I have moved to a new country 4 times in my life and I’m so grateful for every place I experienced— it’s like being given a new chance at life every time. This is not to imply that I messed it up each time but I can’t say I have gotten it right either… yet. Here is to every home I had so far and how it shaped who I am today. Maybe a new place could alter how you see yourself too.
“The life you have led doesn’t need to be the only life you have.” – Anna Quindlen
Calling relocation a ‘big step’ is a little weird/funny for me as I don’t see it as a big deal anymore and can picture myself moving a lot more times. It’s something about this ‘new beginning’ that makes it so attractive. Of course, my past is always the same and is permanent with me but I can choose what I bring with me and what I disclose to the public. It might sound a bit dramatic to say it’s always a new chance at life because you are technically still the same person. You are still you, not suddenly a whole new persona. But you can tweak it and change it, how you portray yourself and what kind of person you want to be. You have a choice at what version of you new people around will meet.
In my first years abroad I was only 15 and super anxious about my studies. There was nothing more important for me than my grades so I spent less time socialising, had 3 friends in total over 3 years in school and was scared Vodka Smirnoff will knock me out. Nerdy and introverted me did feel like something was lacking and although I dreamed of a bigger circle of friends, boarding school Christina wasn’t ready for that. So my teenage years I spent mostly in my room, studying History and snacking on M&S cookies. I couldn’t wait to move on and leave behind the expectations people had of me. It’s weird how changing seems much harder at the present and only a new place gives you the push to develop a new part of yourself.
So my second time moving was to London, where I didn’t really have friends and lived by myself. I had to drastically transform who I was in high school. But it was easy, nobody had any preconceptions of me, I could rock up in any class and be as badass as I want, nobody would question my authenticity. Yes, there are limits to your ‘transformation’ and we take time developing our personalities. Sometimes we don’t know how to become who we truly are or are scared to unleash our true selves. So as I entered uni, I didn’t suddenly become the most famous girl on campus but I got to know so many people, something that my school version of me never managed to do. I joined different clubs, went out at least 3 times a week and spent fewer days fully sober to enhance my uni life experience. Can I say I faked it? Absolutely not. I stayed true to my values but altered the image I wanted others to see. Which one of ‘me’ is more ‘me’ poses a difficult question and I still don’t know the answer. We seek to better ourselves every day and throughout our whole life so I just see it as a part of the long journey. But I like the fact that we can be given a new chance if we are willing to take it.

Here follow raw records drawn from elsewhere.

//! Enabled-state store
//!
//! The durable list of plugin directory ids that should run at startup. The
//! registry only talks to the [`EnabledStore`] trait; [`JsonFileStore`] keeps
//! the list as a JSON array on disk and [`MemoryStore`] keeps it in memory.

use std::path::{Path, PathBuf};

/// Errors reading or writing the enabled list.
#[derive(Debug, thiserror::Error)]
pub enum StoreError {
    #[error("Failed to access {path}: {source}")]
    Io {
        path: PathBuf,
        #[source]
        source: std::io::Error,
    },

    #[error("Invalid enabled-plugin list at {path}: {source}")]
    Parse {
        path: PathBuf,
        #[source]
        source: serde_json::Error,
    },
}

/// Key-set of enabled plugin ids.
pub trait EnabledStore {
    /// Enabled ids, in the order they were enabled.
    fn enabled(&self) -> Result<Vec<String>, StoreError>;

    fn is_enabled(&self, id: &str) -> Result<bool, StoreError> {
        Ok(self.enabled()?.iter().any(|enabled| enabled == id))
    }

    /// Add or remove `id`. Adding a present id or removing an absent one is a no-op.
    fn set_enabled(&mut self, id: &str, enabled: bool) -> Result<(), StoreError>;
}

fn apply(ids: &mut Vec<String>, id: &str, enabled: bool) -> bool {
    let position = ids.iter().position(|existing| existing == id);
    match (enabled, position) {
        (true, None) => {
            ids.push(id.to_string());
            true
        }
        (false, Some(index)) => {
            ids.remove(index);
            true
        }
        _ => false,
    }
}

// ─────────────────────────────────────────────────────────────────────────────
// JSON file
// ─────────────────────────────────────────────────────────────────────────────

/// Enabled list stored as a JSON array of ids, e.g. `["clock", "weather"]`.
///
/// A missing file reads as an empty list. Every call goes to disk, so the
/// file stays the source of truth across registry reloads and processes.
#[derive(Debug, Clone)]
pub struct JsonFileStore {
    path: PathBuf,
}

impl JsonFileStore {
    pub fn new(path: impl Into<PathBuf>) -> Self {
        Self { path: path.into() }
    }

    pub fn path(&self) -> &Path {
        &self.path
    }

    fn write(&self, ids: &[String]) -> Result<(), StoreError> {
        let io_error = |source| StoreError::Io {
            path: self.path.clone(),
            source,
        };

        if let Some(parent) = self.path.parent().filter(|p| !p.as_os_str().is_empty() && !p.exists()) {
            std::fs::create_dir_all(parent).map_err(io_error)?;
        }

        let content = serde_json::to_string_pretty(ids).map_err(|source| StoreError::Parse {
            path: self.path.clone(),
            source,
        })?;
        std::fs::write(&self.path, content).map_err(io_error)
    }
}

impl EnabledStore for JsonFileStore {
    fn enabled(&self) -> Result<Vec<String>, StoreError> {
        if !self.path.exists() {
            return Ok(Vec::new());
        }

        let content = std::fs::read_to_string(&self.path).map_err(|source| StoreError::Io {
            path: self.path.clone(),
            source,
        })?;
        if content.trim().is_empty() {
            return Ok(Vec::new());
        }

        serde_json::from_str(&content).map_err(|source| StoreError::Parse {
            path: self.path.clone(),
            source,
        })
    }

    fn set_enabled(&mut self, id: &str, enabled: bool) -> Result<(), StoreError> {
        let mut ids = self.enabled()?;
        if apply(&mut ids, id, enabled) {
            self.write(&ids)?;
            tracing::debug!(plugin = %id, enabled, path = %self.path.display(), "Updated enabled plugins");
        }
        Ok(())
    }
}

// ─────────────────────────────────────────────────────────────────────────────
// In memory
// ─────────────────────────────────────────────────────────────────────────────

/// Enabled list held in memory.
#[derive(Debug, Clone, Default)]
pub struct MemoryStore {
    ids: Vec<String>,
}

impl MemoryStore {
    pub fn new() -> Self {
        Self::default()
    }

    pub fn with_enabled<I, S>(ids: I) -> Self
    where
        I: IntoIterator<Item = S>,
        S: Into<String>,
    {
        let mut store = Self::new();
        for id in ids {
            apply(&mut store.ids, &id.into(), true);
        }
        store
    }
}

impl EnabledStore for MemoryStore {
    fn enabled(&self) -> Result<Vec<String>, StoreError> {
        Ok(self.ids.clone())
    }

    fn set_enabled(&mut self, id: &str, enabled: bool) -> Result<(), StoreError> {
        apply(&mut self.ids, id, enabled);
        Ok(())
    }
}

#[cfg(test)]
mod tests {
    use super::*;
    use tempfile::TempDir;

    #[test]
    fn test_missing_file_is_empty() {
        let store = JsonFileStore::new("/nonexistent/path/enabled.json");
        assert!(store.enabled().unwrap().is_empty());
        assert!(!store.is_enabled("anything").unwrap());
    }

    #[test]
    fn test_enable_disable_persists() {
        let dir = TempDir::new().unwrap();
        let path = dir.path().join("enabled.json");

        let mut store = JsonFileStore::new(&path);
        store.set_enabled("clock", true).unwrap();
        store.set_enabled("weather", true).unwrap();
        store.set_enabled("clock", true).unwrap();

        let reopened = JsonFileStore::new(&path);
        assert_eq!(reopened.enabled().unwrap(), vec!["clock", "weather"]);

        store.set_enabled("clock", false).unwrap();
        store.set_enabled("missing", false).unwrap();
        assert_eq!(reopened.enabled().unwrap(), vec!["weather"]);
    }

    #[test]
    fn test_file_format_is_json_array() {
        let dir = TempDir::new().unwrap();
        let path = dir.path().join("enabled.json");

        let mut store = JsonFileStore::new(&path);
        store.set_enabled("clock", true).unwrap();

        let raw: serde_json::Value =
            serde_json::from_str(&std::fs::read_to_string(&path).unwrap()).unwrap();
        assert_eq!(raw, serde_json::json!(["clock"]));
    }

    #[test]
    fn test_creates_parent_dirs() {
        let dir = TempDir::new().unwrap();
        let path = dir.path().join("nested/state/enabled.json");

        let mut store = JsonFileStore::new(&path);
        store.set_enabled("clock", true).unwrap();
        assert!(path.exists());
    }

    #[test]
    fn test_corrupt_file_is_an_error() {
        let dir = TempDir::new().unwrap();
        let path = dir.path().join("enabled.json");
        std::fs::write(&path, "{ not a list").unwrap();

        let store = JsonFileStore::new(&path);
        assert!(matches!(store.enabled(), Err(StoreError::Parse { .. })));
    }

    #[test]
    fn test_memory_store() {
        let mut store = MemoryStore::with_enabled(["a", "b", "a"]);
        assert_eq!(store.enabled().unwrap(), vec!["a", "b"]);

        store.set_enabled("a", false).unwrap();
        assert!(!store.is_enabled("a").unwrap());
        assert!(store.is_enabled("b").unwrap());
    }
}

The third move was to Barcelona, again starting from 0 but with bigger baggage. By that time, I got attached to London and had established a more solid personality (I’d hope so). Nevertheless, Christina that people met in Barcelona wasn’t the same that people would have met 3 years ago. This time I wanted to position myself as someone who knows what she wants, interested in spending weekends abroad rather than having nights I couldn’t recall the next day. Seeking a job became a priority and the time for making bolder decisions seemed to have come. But it would be boring if it all worked out how I planned it. So of course, nothing went to plan and my version of ‘me’ evolved to accept it, become more resistant to failures and unsuccessful relationships. Barcelona and my third move taught me things London did not and formed me into a person who decided to try again and book plane tickets to Canada.
The fourth move is happening now. With fresh aspirations and new goals, set priorities. I would like to hope this one is a bit more permanent for me to settle down and accomplish the steps I decided on. It’s again a completely new experience with North American culture being different in its own way and people with annoying accents. And I love it, every day I learn something new or face a new challenge that I haven’t gone through before. The fact that planes, trains and cars let me live a new life is so encouraging and liberating. So here I’m a new person again, way more mature (I think) and more serious about her writing career. Still truly dumb sometimes and overstressed but hey, I have a few more years and 195 more countries if all goes sideways. I believe I’ll end up where I belong, no matter how long it takes.